Dataset extract section start

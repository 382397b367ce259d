//! Lexer leaves: string literals, character ranges and sets.

use atnkit_core::IntervalSet;
use atnkit_core::chars::{char_value_from_literal, string_from_literal};
use rowan::TextRange;

use super::AtnFactory;
use super::charset::{RangeBorders, SetBuilder, check_not_implied_characters, parse_char_set};
use crate::atn::{Fragment, StateId, Transition, TransitionKind};
use crate::diagnostics::DiagnosticKind;
use crate::grammar::{SetElement, SetElementKind};

impl AtnFactory<'_> {
    /// One state per code point.
    pub(super) fn string_literal(&mut self, text: &str, range: TextRange) -> Fragment {
        let Some(code_points) = string_from_literal(text) else {
            self.diagnostics
                .report(DiagnosticKind::InvalidEscapeSequence, range)
                .arg(text)
                .emit();
            return self.degraded();
        };
        if code_points.is_empty() {
            self.diagnostics
                .report(DiagnosticKind::EmptyStringAndSetsNotAllowed, range)
                .arg(text)
                .emit();
            return self.degraded();
        }
        let left = self.new_state();
        let mut prev = left;
        for code_point in code_points {
            let next = self.new_state();
            let transition = self.code_point_transition(next, code_point, code_point, range);
            self.atn.add_transition(prev, transition);
            prev = next;
        }
        Fragment::new(left, prev)
    }

    /// `'a'..'z'`.
    pub(super) fn char_range(&mut self, from: &str, to: &str, range: TextRange) -> Fragment {
        let Some((start, end)) = self.check_range(from, to, range) else {
            return self.degraded();
        };
        let left = self.new_state();
        let right = self.new_state();
        let transition = self.code_point_transition(right, start, end, range);
        self.atn.add_transition(left, transition);
        Fragment::new(left, right)
    }

    /// Decodes both bounds of a range, reporting bad literals and inverted
    /// bounds.
    fn check_range(&mut self, from: &str, to: &str, range: TextRange) -> Option<(i32, i32)> {
        let start = char_value_from_literal(from);
        let end = char_value_from_literal(to);
        for (value, text) in [(start, from), (end, to)] {
            if value.is_none() {
                self.diagnostics
                    .report(DiagnosticKind::InvalidLiteralInLexerSet, range)
                    .arg(text)
                    .emit();
            }
        }
        let (start, end) = (start?, end?);
        if end < start {
            self.diagnostics
                .report(DiagnosticKind::EmptyStringAndSetsNotAllowed, range)
                .arg(format!("{from}..{to}"))
                .emit();
            return None;
        }
        Some((start, end))
    }

    /// Atom or range, or the lower/upper pair of ranges when the rule is
    /// case-insensitive.
    fn code_point_transition(
        &mut self,
        target: StateId,
        from: i32,
        to: i32,
        range: TextRange,
    ) -> Transition {
        check_not_implied_characters(&mut self.diagnostics, range, from, to);
        if !self.case_insensitive {
            return Transition::code_point_range(target, from, to);
        }
        let borders = RangeBorders::of(from, to);
        if borders.is_single_range() {
            return Transition::code_point_range(target, from, to);
        }
        let mut set = IntervalSet::range(borders.lower_from, borders.lower_to);
        set.add_range(borders.upper_from, borders.upper_to);
        Transition::new(target, TransitionKind::Set(set))
    }

    /// `('a' | 'c'..'f' | [xyz])` or its negation.
    pub(super) fn lexer_set(&mut self, items: &[SetElement], invert: bool) -> Fragment {
        let text = items
            .iter()
            .map(SetElement::text)
            .collect::<Vec<_>>()
            .join(" | ");
        let mut builder = SetBuilder::new(text, self.case_insensitive);
        for item in items {
            let item_range = item.span.range();
            match &item.kind {
                SetElementKind::Range { from, to } => {
                    if let Some((start, end)) = self.check_range(from, to, item_range) {
                        builder.add_range(&mut self.diagnostics, item_range, start, end);
                    }
                }
                SetElementKind::CharSet(literal) => {
                    let set = parse_char_set(
                        &mut self.diagnostics,
                        item_range,
                        literal,
                        self.case_insensitive,
                    );
                    builder.add_set(&set);
                }
                SetElementKind::StringLiteral(literal) => match char_value_from_literal(literal) {
                    Some(code_point) => {
                        builder.add_range(
                            &mut self.diagnostics,
                            item_range,
                            code_point,
                            code_point,
                        );
                    }
                    None => {
                        self.diagnostics
                            .report(DiagnosticKind::InvalidLiteralInLexerSet, item_range)
                            .arg(literal.as_str())
                            .emit();
                    }
                },
                SetElementKind::TokenRef(name) => {
                    self.diagnostics
                        .report(DiagnosticKind::UnsupportedReferenceInLexerSet, item_range)
                        .arg(name.as_str())
                        .emit();
                }
            }
        }
        self.set_fragment(builder.finish(), invert)
    }

    /// `[a-z_]` as an element.
    pub(super) fn char_set_literal(&mut self, text: &str, range: TextRange) -> Fragment {
        let set = parse_char_set(&mut self.diagnostics, range, text, self.case_insensitive);
        self.set_fragment(set, false)
    }
}
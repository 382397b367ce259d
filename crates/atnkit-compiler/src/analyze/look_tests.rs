use atnkit_core::IntervalSet;
use atnkit_core::constants::EPSILON;

use super::Ll1Analyzer;
use crate::atn::Atn;
use crate::build::{AtnFactory, Construction, NoCommandTemplates};
use crate::grammar::{Alternative, Block, Element, Grammar, Quantifier, Rule, SetElement};

fn build(grammar: &Grammar) -> Construction {
    AtnFactory::new(grammar, &NoCommandTemplates).build()
}

fn parser() -> Grammar {
    Grammar::parser("P")
        .token("A", 1)
        .token("B", 2)
        .token("C", 3)
}

fn rule(name: &str, elements: Vec<Element>) -> Rule {
    Rule::new(name, Block::seq(elements))
}

fn set(values: &[i32]) -> IntervalSet {
    values.iter().copied().collect()
}

fn look_rule(atn: &Atn, rule: usize) -> IntervalSet {
    Ll1Analyzer::new(atn).look(atn.rule_start(rule), None)
}

#[test]
fn first_token_of_rule() {
    let grammar = parser().rule(rule("a", vec![Element::token("A"), Element::token("B")]));

    let result = build(&grammar);

    assert_eq!(look_rule(&result.atn, 0), set(&[1]));
}

#[test]
fn empty_alternative_reaches_rule_end() {
    let body = Block::new(vec![
        Alternative::new(vec![Element::token("B")]),
        Alternative::new(vec![]),
    ]);
    let grammar = parser().rule(Rule::new("b", body));

    let result = build(&grammar);

    assert_eq!(look_rule(&result.atn, 0), set(&[EPSILON, 2]));
}

#[test]
fn follows_through_rule_calls() {
    let optional_b = Element::quantified(
        Block::seq(vec![Element::token("B")]),
        Quantifier::optional(),
    );
    let grammar = parser()
        .rule(rule("a", vec![Element::rule("b"), Element::token("A")]))
        .rule(rule("b", vec![optional_b]));

    let result = build(&grammar);

    assert_eq!(look_rule(&result.atn, 0), set(&[1, 2]));
    assert_eq!(look_rule(&result.atn, 1), set(&[EPSILON, 2]));
}

#[test]
fn recursive_call_is_not_reentered() {
    let body = Block::new(vec![
        Alternative::new(vec![Element::rule("a"), Element::token("A")]),
        Alternative::new(vec![Element::token("B")]),
    ]);
    let grammar = parser().rule(Rule::new("a", body).left_recursive());

    let result = build(&grammar);

    assert_eq!(look_rule(&result.atn, 0), set(&[2]));
}

#[test]
fn wildcard_and_not_set_span_token_types() {
    let grammar = parser()
        .rule(rule("a", vec![Element::wildcard()]))
        .rule(rule("b", vec![Element::not(vec![SetElement::token("A")])]));

    let result = build(&grammar);

    assert_eq!(look_rule(&result.atn, 0), IntervalSet::range(1, 3));
    assert_eq!(look_rule(&result.atn, 1), IntervalSet::range(2, 3));
}

#[test]
fn stop_state_ends_the_walk() {
    let optional_a = Element::quantified(
        Block::seq(vec![Element::token("A")]),
        Quantifier::optional(),
    );
    let grammar = parser().rule(rule("a", vec![optional_a, Element::token("B")]));

    let result = build(&grammar);
    let block = &result.optional_blocks[0];

    let look = Ll1Analyzer::new(&result.atn).look(block.start, Some(block.end));
    assert_eq!(look, set(&[EPSILON, 1]));
    assert_eq!(look_rule(&result.atn, 0), set(&[1, 2]));
}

Dataset extract section end

→ **Required work**: Check all the records above and select each line where the string "target" is found.

→ **Reply to the exercise**:
        target: StateId,
            return Transition::code_point_range(target, from, to);
            return Transition::code_point_range(target, from, to);
        Transition::new(target, TransitionKind::Set(set))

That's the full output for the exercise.